Task objective –
Please give every entry again, exactly as it reads.

*** Task input

use crate::{geom::BBox, types::GeoPoint};

/// Fit of geographic bounds into a pixel canvas: uniform scale, centered,
/// Y axis pointing down.
#[derive(Debug, Clone, Copy)]
pub(crate) struct Projection {
    bounds: BBox,
    scale: f64,
    offset_x: f64,
    offset_y: f64,
}

impl Projection {
    /// Fit `bounds` into `width` x `height` pixels leaving `padding` on every side.
    ///
    /// A zero-extent axis (a vertical or horizontal sliver) is centered and
    /// the other axis alone sets the scale. Returns `None` when both extents
    /// are zero or the padding leaves no room.
    pub(crate) fn fit(bounds: BBox, width: f64, height: f64, padding: f64) -> Option<Self> {
        let (inner_w, inner_h) = (width - 2.0 * padding, height - 2.0 * padding);
        if inner_w <= 0.0 || inner_h <= 0.0 { return None }

        let scale_x = (bounds.width() > 0.0).then(|| inner_w / bounds.width());
        let scale_y = (bounds.height() > 0.0).then(|| inner_h / bounds.height());
        let scale = match (scale_x, scale_y) {
            (Some(x), Some(y)) => x.min(y),
            (Some(s), None) | (None, Some(s)) => s,
            (None, None) => return None,
        };
        if !scale.is_finite() { return None }

        Some(Self {
            bounds,
            scale,
            offset_x: padding + (inner_w - bounds.width() * scale) / 2.0,
            offset_y: padding + (inner_h - bounds.height() * scale) / 2.0,
        })
    }

    /// lng/lat -> SVG coords (Y down)
    #[inline]
    pub(crate) fn project(&self, p: &GeoPoint) -> (f64, f64) {
        let x = self.offset_x + (p.lng - self.bounds.min_lng) * self.scale;
        let y = self.offset_y + (self.bounds.max_lat - p.lat) * self.scale;
        (x, y)
    }
}

/// Build an SVG points string for a ring.
pub(crate) fn ring_to_points(ring: &[GeoPoint], projection: &Projection) -> String {
    let mut out = String::new();

    for (i, p) in ring.iter().enumerate() {
        let (x, y) = projection.project(p);
        if i > 0 { out.push(' ') }
        out.push_str(&format!("{x:.2},{y:.2}"));
    }

    out
}

#[cfg(test)]
mod tests {
    use super::*;

    #[test]
    fn wide_bounds_are_centered_vertically() {
        // 2 wide by 1 tall into 200x150 with padding 10: scale 90, 90px tall
        let bounds = BBox::new(0.0, 1.0, 0.0, 2.0);
        let proj = Projection::fit(bounds, 200.0, 150.0, 10.0).unwrap();
        assert_eq!(proj.project(&GeoPoint::new(1.0, 0.0)), (10.0, 30.0));
        assert_eq!(proj.project(&GeoPoint::new(0.0, 2.0)), (190.0, 120.0));
    }

    #[test]
    fn degenerate_bounds() {
        let point = BBox::new(1.0, 1.0, 2.0, 2.0);
        assert!(Projection::fit(point, 200.0, 150.0, 10.0).is_none());

        let line = BBox::new(0.0, 1.0, 5.0, 5.0);
        let proj = Projection::fit(line, 200.0, 150.0, 10.0).unwrap();
        assert_eq!(proj.project(&GeoPoint::new(0.5, 5.0)), (100.0, 75.0));

        assert!(Projection::fit(BBox::new(0.0, 1.0, 0.0, 1.0), 20.0, 20.0, 10.0).is_none());
    }

    #[test]
    fn points_string() {
        let bounds = BBox::new(0.0, 1.0, 0.0, 1.0);
        let proj = Projection::fit(bounds, 120.0, 120.0, 10.0).unwrap();
        let ring = [GeoPoint::new(0.0, 0.0), GeoPoint::new(1.0, 1.0)];
        assert_eq!(ring_to_points(&ring, &proj), "10.00,110.00 110.00,10.00");
    }
}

******

Exercise answer –
use crate::{geom::BBox, types::GeoPoint};

/// Fit of geographic bounds into a pixel canvas: uniform scale, centered,
/// Y axis pointing down.
#[derive(Debug, Clone, Copy)]
pub(crate) struct Projection {
    bounds: BBox,
    scale: f64,
    offset_x: f64,
    offset_y: f64,
}

impl Projection {
    /// Fit `bounds` into `width` x `height` pixels leaving `padding` on every side.
    ///
    /// A zero-extent axis (a vertical or horizontal sliver) is centered and
    /// the other axis alone sets the scale. Returns `None` when both extents
    /// are zero or the padding leaves no room.
    pub(crate) fn fit(bounds: BBox, width: f64, height: f64, padding: f64) -> Option<Self> {
        let (inner_w, inner_h) = (width - 2.0 * padding, height - 2.0 * padding);
        if inner_w <= 0.0 || inner_h <= 0.0 { return None }

        let scale_x = (bounds.width() > 0.0).then(|| inner_w / bounds.width());
        let scale_y = (bounds.height() > 0.0).then(|| inner_h / bounds.height());
        let scale = match (scale_x, scale_y) {
            (Some(x), Some(y)) => x.min(y),
            (Some(s), None) | (None, Some(s)) => s,
            (None, None) => return None,
        };
        if !scale.is_finite() { return None }

        Some(Self {
            bounds,
            scale,
            offset_x: padding + (inner_w - bounds.width() * scale) / 2.0,
            offset_y: padding + (inner_h - bounds.height() * scale) / 2.0,
        })
    }

    /// lng/lat -> SVG coords (Y down)
    #[inline]
    pub(crate) fn project(&self, p: &GeoPoint) -> (f64, f64) {
        let x = self.offset_x + (p.lng - self.bounds.min_lng) * self.scale;
        let y = self.offset_y + (self.bounds.max_lat - p.lat) * self.scale;
        (x, y)
    }
}

/// Build an SVG points string for a ring.
pub(crate) fn ring_to_points(ring: &[GeoPoint], projection: &Projection) -> String {
    let mut out = String::new();

    for (i, p) in ring.iter().enumerate() {
        let (x, y) = projection.project(p);
        if i > 0 { out.push(' ') }
        out.push_str(&format!("{x:.2},{y:.2}"));
    }

    out
}

#[cfg(test)]
mod tests {
    use super::*;

    #[test]
    fn wide_bounds_are_centered_vertically() {
        // 2 wide by 1 tall into 200x150 with padding 10: scale 90, 90px tall
        let bounds = BBox::new(0.0, 1.0, 0.0, 2.0);
        let proj = Projection::fit(bounds, 200.0, 150.0, 10.0).unwrap();
        assert_eq!(proj.project(&GeoPoint::new(1.0, 0.0)), (10.0, 30.0));
        assert_eq!(proj.project(&GeoPoint::new(0.0, 2.0)), (190.0, 120.0));
    }

    #[test]
    fn degenerate_bounds() {
        let point = BBox::new(1.0, 1.0, 2.0, 2.0);
        assert!(Projection::fit(point, 200.0, 150.0, 10.0).is_none());

        let line = BBox::new(0.0, 1.0, 5.0, 5.0);
        let proj = Projection::fit(line, 200.0, 150.0, 10.0).unwrap();
        assert_eq!(proj.project(&GeoPoint::new(0.5, 5.0)), (100.0, 75.0));

        assert!(Projection::fit(BBox::new(0.0, 1.0, 0.0, 1.0), 20.0, 20.0, 10.0).is_none());
    }

    #[test]
    fn points_string() {
        let bounds = BBox::new(0.0, 1.0, 0.0, 1.0);
        let proj = Projection::fit(bounds, 120.0, 120.0, 10.0).unwrap();
        let ring = [GeoPoint::new(0.0, 0.0), GeoPoint::new(1.0, 1.0)];
        assert_eq!(ring_to_points(&ring, &proj), "10.00,110.00 110.00,10.00");
    }
}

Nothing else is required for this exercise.